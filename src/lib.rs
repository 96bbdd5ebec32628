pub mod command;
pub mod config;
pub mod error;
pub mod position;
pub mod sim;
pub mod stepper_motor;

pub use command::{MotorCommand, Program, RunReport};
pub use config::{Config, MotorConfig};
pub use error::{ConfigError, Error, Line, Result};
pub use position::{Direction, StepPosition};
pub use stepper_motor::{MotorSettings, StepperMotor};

☆ ☆ ☆ ☆

Problem description
Repeat the records, every one of them, without any deviation.

Answer space
filename src/lib.rs
repository 96bbdd5ebec32628
pub mod command;
pub mod config;
pub mod error;
pub mod position;
pub mod sim;
pub mod stepper_motor;

pub use command::{MotorCommand, Program, RunReport};
pub use config::{Config, MotorConfig};
pub use error::{ConfigError, Error, Line, Result};
pub use position::{Direction, StepPosition};
pub use stepper_motor::{MotorSettings, StepperMotor};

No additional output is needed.